Use this parameter when a DNS proxy forwards queries via the DoH JSON API. The proxy sends the user's subnet information to HTTPDNS, which passes it to the authoritative server.

For example, with subnet=1.2.XX.XX/24, the authoritative server receives the 1.2.XX.XX/24 prefix to select the optimal DNS path.
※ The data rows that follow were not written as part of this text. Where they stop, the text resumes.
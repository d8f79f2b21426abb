/*
SPDX-License-Identifier: MPL-2.0
SPDX-FileCopyrightText: © 2023-2026 Bruce D'Arcus
*/

//! Markup trait for pluggable renderers.

/// The parts of one tag link, unescaped.
///
/// `count_badge` is the only field that already holds markup; it was
/// produced by the same [`Markup`] implementation.
#[derive(Debug, Clone, Copy)]
pub struct Link<'a> {
    pub url: &'a str,
    /// Empty, or an ARIA role such as "button".
    pub role: &'a str,
    pub class: &'a str,
    /// Size with its unit, e.g. "16.5pt".
    pub font_size: &'a str,
    pub aria_label: Option<&'a str>,
    pub name: &'a str,
    pub count_badge: &'a str,
}

/// Trait for defining how tag links and lists are written in a target markup.
///
/// Implementations own escaping: every raw string reaches the output only
/// through `escape_attr`, `escape_url` or `escape_text`, chosen by the
/// context it lands in.
pub trait Markup: Default + Clone {
    /// Escape text for use inside a quoted attribute value.
    fn escape_attr(&self, s: &str) -> String;

    /// Sanitize and escape a URL for use in an `href`.
    fn escape_url(&self, s: &str) -> String;

    /// Escape visible body text.
    fn escape_text(&self, s: &str) -> String;

    /// Render the visible count shown after a tag name.
    fn count_badge(&self, count: u64) -> String;

    /// Render one tag link.
    fn link(&self, link: &Link<'_>) -> String;

    /// Wrap rendered links in a list container, one item per link.
    fn list(&self, items: &[String]) -> String;
}
/*
SPDX-License-Identifier: MPL-2.0
SPDX-FileCopyrightText: © 2023-2026 Bruce D'Arcus
*/

#![allow(dead_code)]

use tagcloud_core::{CloudFormat, Tag, TagCloudOptions};
use tagcloud_processor::{Processor, TagData};

// --- Helper Functions for Test Data Construction ---

/// Create a linked tag.
pub fn make_tag(id: u64, name: &str, count: u64) -> Tag {
    Tag::new(id, name, count).with_url(&format!("/tag/{}/", tagcloud_core::tag::slugify(name)))
}

/// Create linked tags from `(name, count)` pairs, numbering ids from 1.
pub fn make_tags(specs: &[(&str, u64)]) -> Vec<Tag> {
    specs
        .iter()
        .enumerate()
        .map(|(i, (name, count))| make_tag(i as u64 + 1, name, *count))
        .collect()
}

pub fn array_options() -> TagCloudOptions {
    TagCloudOptions {
        format: CloudFormat::Array,
        ..Default::default()
    }
}

/// Records for `tags` from a default processor.
pub fn records(tags: &[Tag], options: &TagCloudOptions) -> Vec<TagData> {
    Processor::new().tag_data::<tagcloud_processor::Html>(tags, options)
}

pub fn names(records: &[TagData]) -> Vec<String> {
    records.iter().map(|r| r.name.clone()).collect()
}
About supported types for the type parameter

Record type

ID

Remarks

A

1

IPv4 address

NS

2

NS record

CNAME

5

Domain CNAME record

SOA

6

ZONE SOA record

TXT

16

TXT record

AAAA

28

IPv6 address

PTR

12

PTR record, used for reverse DNS lookup

MX

15

Mail exchange record

SRV

33

SRV record specifies host and port for specific services

CAA

257

CAA record is a security measure to prevent incorrect issuance of HTTPS certificates

Algorithm for generating the authentication parameter key

key = sha256(AccountID+AccessKey Secret+ts+qname+AccessKey ID)
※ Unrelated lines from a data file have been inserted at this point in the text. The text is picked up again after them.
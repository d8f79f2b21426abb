/*
SPDX-License-Identifier: MPL-2.0
SPDX-FileCopyrightText: © 2023-2026 Bruce D'Arcus
*/

//! Plain text output format.

use super::format::{Link, Markup};

#[derive(Default, Clone)]
pub struct PlainText;

impl Markup for PlainText {
    fn escape_attr(&self, s: &str) -> String {
        s.to_string()
    }

    fn escape_url(&self, s: &str) -> String {
        s.to_string()
    }

    fn escape_text(&self, s: &str) -> String {
        s.to_string()
    }

    fn count_badge(&self, count: u64) -> String {
        format!(" ({})", count)
    }

    fn link(&self, link: &Link<'_>) -> String {
        // Plain text just renders the text content of the link
        format!("{}{}", link.name, link.count_badge)
    }

    fn list(&self, items: &[String]) -> String {
        items.iter().map(|item| format!("- {}\n", item)).collect()
    }
}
Note: The plus sign (+) represents string concatenation, not the actual "+" character. 

Account ID is the string value of your account ID (e.g., "9**9"). ts is the current request timestamp. qname is the requested domain name. To generate an AccessKey pair, follow Create a key.

Key generation example

Note

Assume:

  • Account ID=5***4

  • AccessKey Secret=12345**

  • qname=aliyun.com

  • ts=1614927253

  • AccessKey ID=5***4_2155917885567****

key=sha256(5***412345**1614927253aliyun.com5***4_2155917885567****)

Generated key:

key=*****ab77496a89c04de0a1e979bfee4b4678a0dcd57f4da1da83***a490f64b

Sample request

Note

https://223.5.5.5/resolve?name=domain&type=record type&uid=AccountID&ak=AccessKey ID&key=****&ts=timestamp

Sample response

{
    "Status":0,  
    "TC":false,
    "RD":true,
    "RA":true,
    "AD":false,
    "CD":false,
    "Question":{       // Request section
        "name":"www.taobao.com.",
        "type":1
    },
    "Answer":[         // Response section
        {
            "name":"www.taobao.com.",
            "TTL":45,
            "type":5,
            "data":"www.taobao.com.danuoyi.tbcache.com."
        },
        {
            "name":"www.taobao.com.danuoyi.tbcache.com.",
            "TTL":45,
            "type":1,
            "data":"47.246.XX.XX"
        },
        {
            "name":"www.taobao.com.danuoyi.tbcache.com.",
            "TTL":45,
            "type":1,
            "data":"47.246.XX.XX"
        }
    ]
    //"Authority" Authority section, if data exists, format is the same as Answer field 
    //"Additional" Additional section, if data exists, format is the same as Answer field
    // Optional "edns_client_subnet":"1.2.XX.XX/24"  
}

Response value description

Field name

Description

Example

Status

RCODE from the DNS header

0: noerror

1: formerr

2: servfail

3: nxdomain

TC

TC flag: whether truncation is possible

Usually false

RD

RD flag: whether recursion is desired

Usually true

RA

RA flag: whether recursion is available

Usually true

AD/CD

DNS header flags

Usually false

Question

DNS request field

None

Answer

DNS response field

None

name

Domain name, included in both Question and Answer

www.taobao.com

type

Request type as listed in About supported types for the type parameter

Such as: A, AAAA, TXT, CNAME, NS, SOA

TTL

Maximum cache time on the server, in seconds

3600

data

Response data (varies by type)

None

Short mode response example:

Example A record request for www.taobao.com:

https://223.5.5.5/resolve?name=domain&type=A&uid=AccountID&short=1&ak=AccessKey ID&key=****&ts=timestamp

Response:

["221.229.XX.XX","61.155.XX.XX","221.229.XX.XX"]

CNAME record request:

https://223.5.5.5/resolve?name=domain&type=CNAME&uid=AccountID&short=1&ak=AccessKey ID&key=****&ts=timestamp

Response:

["www.taobao.com.danuoyi.tbcache.com."]

Failed response

Failed requests return HTTP 4xx/5xx with a JSON error code for debugging or issue reporting.

Example:

{
 "code":"UrlParameterError"
}

Error code list

Error code

HTTP status code

Description

UrlParameterError

400

Request parameter format error

NoPermission

401

Authentication failed

UrlPathError

404

URL error

NoResponse

500

Request timeout, no response

Note
  1. The DoH JSON API Best Practices guide covers domain resolution with HTTPDNS.

  2. The SDK handles signatures automatically. Get started with the Android SDK development guide or iOS SDK development guide.